Collected data:
-=-=-

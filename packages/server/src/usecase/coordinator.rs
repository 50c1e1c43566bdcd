//! ChatCoordinator
//!
//! 接続ごとのイベントを受け取り、セッションの状態に応じて各ユースケースに振り分けます。
//! 状態に合わないイベント（参加前の入力中通知、切断後のイベントなど）は黙って無視し、
//! ストアの失敗はログに残して処理を続けます。どのイベントの失敗もプロセスや
//! 他の接続には影響しません。

use std::sync::Arc;

use crate::domain::{
    ChatMessage, MessagePusher, MessageRepository, PresenceRegistry, PusherChannel, Username,
};

use super::{
    ConnectClientUseCase, DisconnectClientUseCase, JoinChatUseCase, JoinError,
    NotifyTypingUseCase, PresenceLock, SendMessageUseCase, TypingState, session::ChatSession,
    settings::ChatSettings,
};

pub struct ChatCoordinator {
    connect_client: ConnectClientUseCase,
    join_chat: JoinChatUseCase,
    notify_typing: NotifyTypingUseCase,
    send_message: SendMessageUseCase,
    disconnect_client: DisconnectClientUseCase,
}

impl ChatCoordinator {
    pub fn new(
        presence: Arc<dyn PresenceRegistry>,
        messages: Arc<dyn MessageRepository>,
        message_pusher: Arc<dyn MessagePusher>,
        settings: ChatSettings,
    ) -> Self {
        // 参加と退出で共有する
        let presence_lock = PresenceLock::new();
        Self {
            connect_client: ConnectClientUseCase::new(message_pusher.clone()),
            join_chat: JoinChatUseCase::new(
                presence.clone(),
                messages.clone(),
                message_pusher.clone(),
                presence_lock.clone(),
                settings,
            ),
            notify_typing: NotifyTypingUseCase::new(message_pusher.clone()),
            send_message: SendMessageUseCase::new(messages, message_pusher.clone(), settings),
            disconnect_client: DisconnectClientUseCase::new(presence, message_pusher, presence_lock),
        }
    }

    /// 接続を受け付ける（`Connected`）
    pub async fn connect(&self, sender: PusherChannel) -> ChatSession {
        let session = self.connect_client.execute(sender).await;
        tracing::info!("Connection '{}' opened", session.id);
        session
    }

    /// `set-username`
    pub async fn join(
        &self,
        session: &mut ChatSession,
        first_name: Option<&str>,
        last_name: Option<&str>,
    ) -> Option<Username> {
        match self.join_chat.execute(session, first_name, last_name).await {
            Ok(username) => Some(username),
            Err(JoinError::InvalidName(e)) => {
                tracing::info!("Connection '{}' rejected: {}", session.id, e);
                None
            }
            Err(e) => {
                tracing::debug!("Ignored set-username from '{}': {}", session.id, e);
                None
            }
        }
    }

    /// `typing` / `stop-typing`
    pub async fn typing(&self, session: &ChatSession, state: TypingState) {
        if let Err(e) = self.notify_typing.execute(session, state).await {
            tracing::debug!("Ignored {:?} from '{}': {}", state, session.id, e);
        }
    }

    /// `new-message`
    pub async fn new_message(
        &self,
        session: &ChatSession,
        text: Option<&str>,
    ) -> Option<ChatMessage> {
        use super::SendMessageError::*;

        match self.send_message.execute(session, text).await {
            Ok(message) => Some(message),
            Err(e @ (NotJoined | EmptyMessage)) => {
                tracing::debug!("Ignored new-message from '{}': {}", session.id, e);
                None
            }
            Err(e @ Persistence(_)) => {
                tracing::error!("Dropped message from '{}': {}", session.id, e);
                None
            }
            Err(e @ BroadcastFailed(_)) => {
                tracing::warn!("Message from '{}' saved but not delivered: {}", session.id, e);
                None
            }
        }
    }

    /// 接続の終了（`Disconnected`）
    pub async fn disconnect(&self, session: &mut ChatSession) -> Option<Username> {
        let left = self.disconnect_client.execute(session).await;
        tracing::info!("Connection '{}' closed", session.id);
        left
    }
}
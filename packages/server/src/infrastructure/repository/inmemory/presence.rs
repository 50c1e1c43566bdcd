//! InMemory PresenceRegistry 実装
//!
//! HashMap を単一の Mutex で保護し、登録・削除・スナップショットを直列化します。

use std::collections::HashMap;

use async_trait::async_trait;
use tokio::sync::Mutex;

use crate::domain::{ConnectionId, PresenceRegistry, Username};

#[derive(Debug, Default)]
struct Entries {
    /// Key: 接続 ID, Value: (登録順, 表示名)
    by_connection: HashMap<ConnectionId, (u64, Username)>,
    next_seq: u64,
}

/// インメモリ PresenceRegistry 実装
///
/// スナップショットは登録順に並べて返します（契約ではありません）。
#[derive(Debug, Default)]
pub struct InMemoryPresenceRegistry {
    entries: Mutex<Entries>,
}

impl InMemoryPresenceRegistry {
    pub fn new() -> Self {
        Self::default()
    }
}

#[async_trait]
impl PresenceRegistry for InMemoryPresenceRegistry {
    async fn register(&self, connection_id: ConnectionId, username: Username) {
        let mut entries = self.entries.lock().await;
        let seq = entries.next_seq;
        entries.next_seq += 1;
        entries.by_connection.insert(connection_id, (seq, username));
        tracing::debug!("Connection '{}' registered to presence", connection_id);
    }

    async fn unregister(&self, connection_id: &ConnectionId) -> Option<Username> {
        let mut entries = self.entries.lock().await;
        let removed = entries
            .by_connection
            .remove(connection_id)
            .map(|(_, username)| username);
        if removed.is_some() {
            tracing::debug!("Connection '{}' unregistered from presence", connection_id);
        }
        removed
    }

    async fn snapshot(&self) -> Vec<Username> {
        let entries = self.entries.lock().await;
        let mut online: Vec<&(u64, Username)> = entries.by_connection.values().collect();
        online.sort_by_key(|(seq, _)| *seq);
        online
            .into_iter()
            .map(|(_, username)| username.clone())
            .collect()
    }
}

#[cfg(test)]
mod tests {
    use super::*;
    use crate::domain::validate_name;

    fn username(first: &str, last: &str) -> Username {
        validate_name(Some(first), Some(last)).unwrap()
    }

    #[tokio::test]
    async fn test_register_and_unregister() {
        // テスト項目: 登録した表示名がスナップショットに含まれ、削除後は消える
        // given (前提条件):
        let registry = InMemoryPresenceRegistry::new();
        let c1 = ConnectionId::generate();
        let c2 = ConnectionId::generate();

        // when (操作):
        registry.register(c1, username("Ab", "Bc")).await;
        registry.register(c2, username("Cd", "De")).await;

        // then (期待する結果):
        let snapshot = registry.snapshot().await;
        assert_eq!(snapshot.len(), 2);
        assert!(snapshot.contains(&username("Ab", "Bc")));
        assert!(snapshot.contains(&username("Cd", "De")));

        // when (操作): c1 を削除
        let removed = registry.unregister(&c1).await;

        // then (期待する結果):
        assert_eq!(removed, Some(username("Ab", "Bc")));
        assert_eq!(registry.snapshot().await, vec![username("Cd", "De")]);
    }

    #[tokio::test]
    async fn test_unregister_unknown_connection_is_noop() {
        // テスト項目: 未登録の接続 ID の削除は何もせず None を返す
        // given (前提条件):
        let registry = InMemoryPresenceRegistry::new();
        let joined = ConnectionId::generate();
        registry.register(joined, username("Ann", "Lee")).await;

        // when (操作):
        let removed = registry.unregister(&ConnectionId::generate()).await;

        // then (期待する結果):
        assert_eq!(removed, None);
        assert_eq!(registry.snapshot().await, vec![username("Ann", "Lee")]);
    }

    #[tokio::test]
    async fn test_register_overwrites_existing_entry() {
        // テスト項目: 同じ接続 ID への再登録はエントリを上書きする
        // given (前提条件):
        let registry = InMemoryPresenceRegistry::new();
        let c1 = ConnectionId::generate();
        registry.register(c1, username("Ann", "Lee")).await;

        // when (操作):
        registry.register(c1, username("Bob", "Ray")).await;

        // then (期待する結果):
        assert_eq!(registry.snapshot().await, vec![username("Bob", "Ray")]);
    }

    #[tokio::test]
    async fn test_duplicate_usernames_are_allowed() {
        // テスト項目: 異なる接続が同じ表示名を持てる
        // given (前提条件):
        let registry = InMemoryPresenceRegistry::new();

        // when (操作):
        registry
            .register(ConnectionId::generate(), username("Ann", "Lee"))
            .await;
        registry
            .register(ConnectionId::generate(), username("Ann", "Lee"))
            .await;

        // then (期待する結果):
        assert_eq!(registry.snapshot().await.len(), 2);
    }

    #[tokio::test]
    async fn test_snapshot_follows_registration_order() {
        // テスト項目: スナップショットが登録順に並ぶ
        // given (前提条件):
        let registry = InMemoryPresenceRegistry::new();
        let names = [("Ann", "Lee"), ("Bob", "Ray"), ("Cy", "Dow")];

        // when (操作):
        for (first, last) in names {
            registry
                .register(ConnectionId::generate(), username(first, last))
                .await;
        }

        // then (期待する結果):
        let snapshot: Vec<String> = registry
            .snapshot()
            .await
            .into_iter()
            .map(Username::into_string)
            .collect();
        assert_eq!(snapshot, vec!["Ann Lee", "Bob Ray", "Cy Dow"]);
    }
}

-=-=-

• [Activity]
Return every line from the entries above that contains the word "SendMessageUseCase".

• [Output]
    NotifyTypingUseCase, PresenceLock, SendMessageUseCase, TypingState, session::ChatSession,
    send_message: SendMessageUseCase,
            send_message: SendMessageUseCase::new(messages, message_pusher.clone(), settings),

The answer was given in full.